EXERCISE INSTRUCTIONS: Number of lines with the string "ReviewStats" in the entries below: report it, and nothing besides.
--- START ---
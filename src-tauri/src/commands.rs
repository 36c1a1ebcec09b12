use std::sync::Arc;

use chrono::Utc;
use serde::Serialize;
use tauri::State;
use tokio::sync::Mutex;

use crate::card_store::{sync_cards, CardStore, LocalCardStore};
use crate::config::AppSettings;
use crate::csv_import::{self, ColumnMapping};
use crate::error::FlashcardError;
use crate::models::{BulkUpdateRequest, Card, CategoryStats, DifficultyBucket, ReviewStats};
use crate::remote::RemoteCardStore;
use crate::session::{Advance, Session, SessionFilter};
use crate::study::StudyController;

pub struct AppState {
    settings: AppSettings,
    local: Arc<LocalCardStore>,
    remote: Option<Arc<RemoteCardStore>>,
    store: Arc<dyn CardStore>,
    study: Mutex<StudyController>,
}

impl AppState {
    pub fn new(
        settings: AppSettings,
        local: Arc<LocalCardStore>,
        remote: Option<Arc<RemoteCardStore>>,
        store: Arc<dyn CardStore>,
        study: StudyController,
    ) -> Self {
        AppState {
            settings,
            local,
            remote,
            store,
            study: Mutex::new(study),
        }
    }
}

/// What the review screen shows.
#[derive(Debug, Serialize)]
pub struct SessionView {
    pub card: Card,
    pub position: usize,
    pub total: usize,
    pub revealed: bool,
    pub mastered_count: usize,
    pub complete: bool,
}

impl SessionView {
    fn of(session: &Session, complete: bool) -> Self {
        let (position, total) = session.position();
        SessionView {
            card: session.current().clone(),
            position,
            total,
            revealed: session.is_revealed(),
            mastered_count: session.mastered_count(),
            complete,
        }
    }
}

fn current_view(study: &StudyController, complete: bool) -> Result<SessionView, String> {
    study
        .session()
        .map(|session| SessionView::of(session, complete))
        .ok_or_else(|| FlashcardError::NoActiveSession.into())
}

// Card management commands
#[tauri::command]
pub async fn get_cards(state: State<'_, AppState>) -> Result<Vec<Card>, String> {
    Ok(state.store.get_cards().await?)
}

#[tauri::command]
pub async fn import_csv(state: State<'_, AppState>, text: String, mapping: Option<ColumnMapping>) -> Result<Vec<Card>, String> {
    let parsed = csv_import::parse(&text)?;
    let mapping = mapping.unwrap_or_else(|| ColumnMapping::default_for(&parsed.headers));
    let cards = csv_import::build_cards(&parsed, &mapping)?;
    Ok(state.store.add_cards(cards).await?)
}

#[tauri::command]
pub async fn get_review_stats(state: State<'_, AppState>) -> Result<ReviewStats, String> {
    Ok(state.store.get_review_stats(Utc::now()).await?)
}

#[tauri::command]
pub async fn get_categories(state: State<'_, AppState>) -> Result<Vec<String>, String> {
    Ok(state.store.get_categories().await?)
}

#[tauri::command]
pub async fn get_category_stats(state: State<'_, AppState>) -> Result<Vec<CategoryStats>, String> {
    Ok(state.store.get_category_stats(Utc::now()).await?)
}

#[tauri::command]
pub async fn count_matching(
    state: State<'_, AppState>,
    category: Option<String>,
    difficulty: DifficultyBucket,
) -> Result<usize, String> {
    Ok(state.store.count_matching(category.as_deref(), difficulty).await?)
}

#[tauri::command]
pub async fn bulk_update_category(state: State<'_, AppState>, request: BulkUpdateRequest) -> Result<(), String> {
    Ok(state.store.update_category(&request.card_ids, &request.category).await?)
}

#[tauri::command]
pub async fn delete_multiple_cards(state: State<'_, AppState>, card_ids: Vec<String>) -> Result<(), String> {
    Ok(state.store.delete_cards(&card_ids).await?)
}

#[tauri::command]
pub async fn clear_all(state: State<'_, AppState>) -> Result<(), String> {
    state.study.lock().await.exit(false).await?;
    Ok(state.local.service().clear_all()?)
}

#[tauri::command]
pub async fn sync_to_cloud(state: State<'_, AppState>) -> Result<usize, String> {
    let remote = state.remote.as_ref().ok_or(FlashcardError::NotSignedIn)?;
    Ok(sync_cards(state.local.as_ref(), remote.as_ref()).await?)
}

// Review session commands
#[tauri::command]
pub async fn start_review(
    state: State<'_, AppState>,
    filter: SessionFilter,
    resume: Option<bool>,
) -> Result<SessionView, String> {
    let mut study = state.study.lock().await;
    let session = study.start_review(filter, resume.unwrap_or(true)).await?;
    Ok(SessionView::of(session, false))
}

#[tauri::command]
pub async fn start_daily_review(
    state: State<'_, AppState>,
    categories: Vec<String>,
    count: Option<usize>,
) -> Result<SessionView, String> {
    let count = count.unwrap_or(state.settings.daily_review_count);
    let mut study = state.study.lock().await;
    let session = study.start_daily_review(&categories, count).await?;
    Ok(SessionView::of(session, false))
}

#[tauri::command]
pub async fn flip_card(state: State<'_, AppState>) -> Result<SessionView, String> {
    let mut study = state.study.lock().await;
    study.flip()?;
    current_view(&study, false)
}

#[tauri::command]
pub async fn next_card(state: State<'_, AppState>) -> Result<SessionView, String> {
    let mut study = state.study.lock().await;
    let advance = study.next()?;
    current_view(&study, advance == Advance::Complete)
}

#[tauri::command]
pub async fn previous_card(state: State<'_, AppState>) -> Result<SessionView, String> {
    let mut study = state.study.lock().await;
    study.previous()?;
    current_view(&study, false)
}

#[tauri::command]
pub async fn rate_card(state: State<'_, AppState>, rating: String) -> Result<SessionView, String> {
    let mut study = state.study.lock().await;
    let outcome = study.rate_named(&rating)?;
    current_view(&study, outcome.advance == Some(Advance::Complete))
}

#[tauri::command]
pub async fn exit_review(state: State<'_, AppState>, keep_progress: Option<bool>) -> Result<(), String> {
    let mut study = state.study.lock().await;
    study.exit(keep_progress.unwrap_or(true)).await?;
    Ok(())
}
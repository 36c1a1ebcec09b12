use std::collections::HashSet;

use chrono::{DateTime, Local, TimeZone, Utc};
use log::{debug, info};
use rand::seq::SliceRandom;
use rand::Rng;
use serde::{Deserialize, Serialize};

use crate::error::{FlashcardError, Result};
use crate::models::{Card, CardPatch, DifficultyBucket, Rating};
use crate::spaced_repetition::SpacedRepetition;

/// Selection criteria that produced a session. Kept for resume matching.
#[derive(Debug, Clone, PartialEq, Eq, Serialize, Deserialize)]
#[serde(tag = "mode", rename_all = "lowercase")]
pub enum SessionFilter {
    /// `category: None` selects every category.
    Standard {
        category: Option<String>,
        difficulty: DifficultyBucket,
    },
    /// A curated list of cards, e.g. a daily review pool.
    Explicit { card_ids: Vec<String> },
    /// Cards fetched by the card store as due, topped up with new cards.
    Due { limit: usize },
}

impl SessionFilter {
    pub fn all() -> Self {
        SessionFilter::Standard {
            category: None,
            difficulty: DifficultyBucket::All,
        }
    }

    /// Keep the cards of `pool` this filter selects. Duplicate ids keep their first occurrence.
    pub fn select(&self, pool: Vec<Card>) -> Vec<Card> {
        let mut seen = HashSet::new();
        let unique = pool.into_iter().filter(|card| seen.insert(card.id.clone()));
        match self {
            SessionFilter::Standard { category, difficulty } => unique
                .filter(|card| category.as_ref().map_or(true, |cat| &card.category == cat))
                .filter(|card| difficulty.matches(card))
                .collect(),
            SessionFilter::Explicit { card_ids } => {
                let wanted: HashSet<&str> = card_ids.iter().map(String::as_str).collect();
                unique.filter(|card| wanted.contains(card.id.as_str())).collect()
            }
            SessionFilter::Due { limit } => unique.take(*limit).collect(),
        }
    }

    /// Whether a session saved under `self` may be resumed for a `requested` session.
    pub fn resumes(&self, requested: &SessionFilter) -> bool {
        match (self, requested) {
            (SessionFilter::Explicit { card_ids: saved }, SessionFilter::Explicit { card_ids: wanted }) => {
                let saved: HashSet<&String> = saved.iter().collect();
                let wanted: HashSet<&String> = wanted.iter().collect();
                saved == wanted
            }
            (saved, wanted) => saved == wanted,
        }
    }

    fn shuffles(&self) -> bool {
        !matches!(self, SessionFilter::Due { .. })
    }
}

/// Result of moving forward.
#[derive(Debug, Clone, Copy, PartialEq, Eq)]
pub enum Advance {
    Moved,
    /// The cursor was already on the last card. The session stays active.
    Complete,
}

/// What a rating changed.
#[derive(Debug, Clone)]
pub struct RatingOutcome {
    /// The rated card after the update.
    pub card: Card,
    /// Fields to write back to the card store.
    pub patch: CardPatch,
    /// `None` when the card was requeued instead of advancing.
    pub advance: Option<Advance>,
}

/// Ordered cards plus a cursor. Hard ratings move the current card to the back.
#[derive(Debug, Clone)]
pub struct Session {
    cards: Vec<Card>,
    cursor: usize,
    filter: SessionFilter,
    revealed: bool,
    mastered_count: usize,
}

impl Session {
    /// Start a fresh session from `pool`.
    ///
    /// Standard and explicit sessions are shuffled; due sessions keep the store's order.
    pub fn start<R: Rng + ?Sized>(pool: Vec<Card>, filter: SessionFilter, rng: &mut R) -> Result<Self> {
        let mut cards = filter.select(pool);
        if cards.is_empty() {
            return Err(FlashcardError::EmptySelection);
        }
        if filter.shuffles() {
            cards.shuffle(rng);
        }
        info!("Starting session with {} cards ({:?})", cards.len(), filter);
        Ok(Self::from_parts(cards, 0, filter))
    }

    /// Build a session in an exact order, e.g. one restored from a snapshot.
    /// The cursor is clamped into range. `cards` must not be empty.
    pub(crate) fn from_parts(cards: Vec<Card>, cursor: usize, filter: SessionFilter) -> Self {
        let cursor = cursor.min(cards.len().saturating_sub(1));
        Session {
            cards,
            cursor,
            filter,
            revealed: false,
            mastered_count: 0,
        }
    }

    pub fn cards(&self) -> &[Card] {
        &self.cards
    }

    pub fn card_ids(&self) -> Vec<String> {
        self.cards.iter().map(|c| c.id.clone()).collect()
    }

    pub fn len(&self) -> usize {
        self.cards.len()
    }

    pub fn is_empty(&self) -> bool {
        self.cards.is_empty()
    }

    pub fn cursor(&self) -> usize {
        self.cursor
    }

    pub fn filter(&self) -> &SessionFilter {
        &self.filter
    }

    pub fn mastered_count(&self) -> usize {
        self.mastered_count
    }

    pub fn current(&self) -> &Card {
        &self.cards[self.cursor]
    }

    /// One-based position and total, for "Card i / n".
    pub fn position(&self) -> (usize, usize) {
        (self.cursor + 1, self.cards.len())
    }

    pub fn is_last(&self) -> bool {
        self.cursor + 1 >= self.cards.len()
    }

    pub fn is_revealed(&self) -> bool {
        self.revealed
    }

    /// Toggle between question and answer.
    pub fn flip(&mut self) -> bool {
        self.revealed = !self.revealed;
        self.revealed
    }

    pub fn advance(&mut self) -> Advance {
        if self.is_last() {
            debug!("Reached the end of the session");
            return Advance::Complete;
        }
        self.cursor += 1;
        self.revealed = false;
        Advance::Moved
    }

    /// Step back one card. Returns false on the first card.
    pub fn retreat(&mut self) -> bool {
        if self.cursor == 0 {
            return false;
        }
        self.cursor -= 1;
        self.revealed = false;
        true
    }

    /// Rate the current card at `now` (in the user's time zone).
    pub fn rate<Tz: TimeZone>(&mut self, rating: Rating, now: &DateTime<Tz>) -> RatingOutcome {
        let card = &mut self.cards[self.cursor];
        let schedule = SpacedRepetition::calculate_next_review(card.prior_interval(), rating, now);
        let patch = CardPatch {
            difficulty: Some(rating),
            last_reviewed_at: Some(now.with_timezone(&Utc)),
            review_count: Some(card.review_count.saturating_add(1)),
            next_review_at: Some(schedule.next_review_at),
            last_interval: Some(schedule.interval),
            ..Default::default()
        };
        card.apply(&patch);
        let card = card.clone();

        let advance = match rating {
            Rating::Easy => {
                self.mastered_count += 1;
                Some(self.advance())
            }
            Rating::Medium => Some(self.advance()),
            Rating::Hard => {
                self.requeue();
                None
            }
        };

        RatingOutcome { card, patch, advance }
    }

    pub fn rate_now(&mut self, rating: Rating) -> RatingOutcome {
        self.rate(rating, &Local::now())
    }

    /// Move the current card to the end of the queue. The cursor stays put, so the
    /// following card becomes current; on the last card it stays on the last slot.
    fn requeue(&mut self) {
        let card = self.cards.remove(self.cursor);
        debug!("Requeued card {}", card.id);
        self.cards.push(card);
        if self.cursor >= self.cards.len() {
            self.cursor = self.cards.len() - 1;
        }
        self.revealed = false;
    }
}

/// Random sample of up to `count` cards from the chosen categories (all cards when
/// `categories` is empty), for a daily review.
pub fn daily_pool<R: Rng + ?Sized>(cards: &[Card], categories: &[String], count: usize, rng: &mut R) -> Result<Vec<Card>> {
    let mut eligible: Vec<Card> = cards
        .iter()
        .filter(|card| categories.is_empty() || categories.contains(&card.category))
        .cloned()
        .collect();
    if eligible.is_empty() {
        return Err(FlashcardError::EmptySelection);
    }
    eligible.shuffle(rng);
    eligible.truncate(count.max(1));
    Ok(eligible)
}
--- END ---
SOLUTION FOR THIS EXERCISE: 2